The gallery saves every AI render automatically as it is generated. Every photoreal image produced during a styling session, every AI redesign from a client meeting, every interior design render created during the project: all stored in the project gallery, labeled and accessible. Nothing needs to be manually exported or saved before closing. When a client asks three weeks later for the render from the second meeting, it is in the gallery.
Together, these three features remove a category of anxiety that designers carry through every session with most tools: the fear of losing work. That fear changes how you use a tool. When you know that nothing will be lost and everything can be undone, you explore more freely, iterate more quickly, and spend less time managing files and more time designing.
Across three pieces, we have covered the complete Foursite feature set coming to the platform. It is worth stepping back and looking at how the layers fit together:
| Layer | Feature | What it removes |
|---|---|---|
| Foundation | ArchiSculpt AI: 2D to navigable 3D | The rebuild step: work from any existing floor plan |
| Foundation | Real-time 3D visualization: SSGI, walkthrough, lighting | The render farm: photoreal output lives in the browser |
| AI Automation | AI Auto-Furnish: one-click room layouts | The staging step: clearance-aware furniture in seconds |
| Styling | Generative AI redesign: style, palette, finishes in seconds | The render cycle: iterate on look and feel in the meeting |
| Styling | Material and paint library: one-click floor and wall finishes | The imagination gap: clients see finishes in their actual room |
| Styling | Custom palettes and door/window models | The brand gap and the hardware placeholder problem |
| Precision | Pro editor: walls, curves, rooms, CAD annotations | The software handoff: edit the plan in the same tab as the 3D |
| Precision | CAD block catalogue and dimension calibration | The scale gap: furniture and rooms at real-world dimensions |
| Precision | Live 3D picture-in-picture | The context switch: see plan and 3D simultaneously |
| Workflow | Saved layouts per room | The rebuild cost: design options preserved, not reconstructed |
| Workflow | Unified undo/redo, autosave, gallery | The lost work problem: every action reversible, every render saved |
The complete platform runs in a single browser tab, with no installs, no plugins, and no file handoffs. A 2D floor plan or architectural blueprint goes in. A navigable, furnished, styled, photorealistic 3D space comes out. Every step from convert-floor-plan-to-3D to finished client presentation happens inside VirtualSpaces's platform.
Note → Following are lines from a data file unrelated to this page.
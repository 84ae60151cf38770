//! Comparison tolerances for decoded audio.

/// Float WAV data survives decoding exactly, up to rounding.
pub const FLOAT_EPSILON: f32 = 1e-6;

/// One 16-bit quantization step.
pub const INT16_EPSILON: f32 = 1.0 / 32768.0;
//! Sampler configuration.

use crate::error::{Error, Result};
use serde::Deserialize;
use std::path::PathBuf;

/// Smallest ring that still holds a handful of sample records and a set message.
pub const MIN_RING_CAPACITY: usize = 256;

/// Configuration for the sampler and its worker thread.
#[derive(Debug, Clone, PartialEq, Eq, Deserialize)]
#[serde(default)]
pub struct SamplerConfig {
    /// Capacity in bytes of each worker ring (default: 4096)
    pub ring_capacity: usize,
    /// Sample loaded synchronously at construction (default: none)
    pub default_sample: Option<PathBuf>,
    /// Name of the worker thread (default: "tessera-worker")
    pub worker_name: String,
}

impl Default for SamplerConfig {
    fn default() -> Self {
        Self {
            ring_capacity: 4096,
            default_sample: None,
            worker_name: "tessera-worker".into(),
        }
    }
}

impl SamplerConfig {
    pub fn with_ring_capacity(mut self, bytes: usize) -> Self {
        self.ring_capacity = bytes;
        self
    }

    pub fn with_default_sample(mut self, path: impl Into<PathBuf>) -> Self {
        self.default_sample = Some(path.into());
        self
    }

    pub fn with_worker_name(mut self, name: impl Into<String>) -> Self {
        self.worker_name = name.into();
        self
    }

    /// Upper bound on records that can sit in one ring at once.
    pub fn max_records(&self) -> usize {
        self.ring_capacity / tessera_atom::HEADER_SIZE
    }

    pub fn validate(&self) -> Result<()> {
        if self.ring_capacity < MIN_RING_CAPACITY {
            return Err(Error::InvalidConfig(format!(
                "ring_capacity {} below minimum of {} bytes",
                self.ring_capacity, MIN_RING_CAPACITY
            )));
        }
        if self.worker_name.is_empty() {
            return Err(Error::InvalidConfig("worker_name is empty".into()));
        }
        Ok(())
    }
}

#[cfg(test)]
mod tests {
    use super::*;

    #[test]
    fn test_default_config() {
        let config = SamplerConfig::default();
        assert_eq!(config.ring_capacity, 4096);
        assert_eq!(config.default_sample, None);
        assert_eq!(config.worker_name, "tessera-worker");
        assert_eq!(config.max_records(), 512);
        assert!(config.validate().is_ok());
    }

    #[test]
    fn test_builders() {
        let config = SamplerConfig::default()
            .with_ring_capacity(1024)
            .with_default_sample("/tmp/kick.wav")
            .with_worker_name("loader");
        assert_eq!(config.ring_capacity, 1024);
        assert_eq!(config.default_sample, Some(PathBuf::from("/tmp/kick.wav")));
        assert_eq!(config.worker_name, "loader");
    }

    #[test]
    fn test_validate_rejects_small_ring() {
        let config = SamplerConfig::default().with_ring_capacity(16);
        assert!(matches!(config.validate(), Err(Error::InvalidConfig(_))));
    }

    #[test]
    fn test_validate_rejects_empty_name() {
        let config = SamplerConfig::default().with_worker_name("");
        assert!(matches!(config.validate(), Err(Error::InvalidConfig(_))));
    }

    #[test]
    fn test_deserialize_partial() {
        let config: SamplerConfig =
            serde_json::from_str(r#"{ "ring_capacity": 8192, "default_sample": "a.wav" }"#)
                .unwrap();
        assert_eq!(config.ring_capacity, 8192);
        assert_eq!(config.default_sample, Some(PathBuf::from("a.wav")));
        assert_eq!(config.worker_name, "tessera-worker");
    }
}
For interior designers, the implication is a significant compression of the pipeline: less time in software handoffs, less time waiting for renders, less time reconstructing work, and more time doing the actual creative work of designing spaces for the people who will live in them.
For residential developers, it means pre-sales visualization, unit-by-unit styling, and floor plan iteration all happen at a pace that matches the pace of the project rather than the pace of a render queue.
For architects presenting residential projects, it means the client experience of reviewing a design shifts from reviewing a 2D drawing to walking through a 3D space, in the same meeting where the design decisions need to be made.
All of these features are coming to Foursite. The platform is in active development. If your practice depends on presenting residential spaces to clients, on moving from blueprint to 3D to approval faster, or on giving clients a visualization experience that matches the quality of the design work you do, it is worth getting in early.
The gap between what a designer sees and what a client understands has been the central problem in residential design visualization for decades. VirtualSpaces is building the platform that closes it. These three layers of features are how.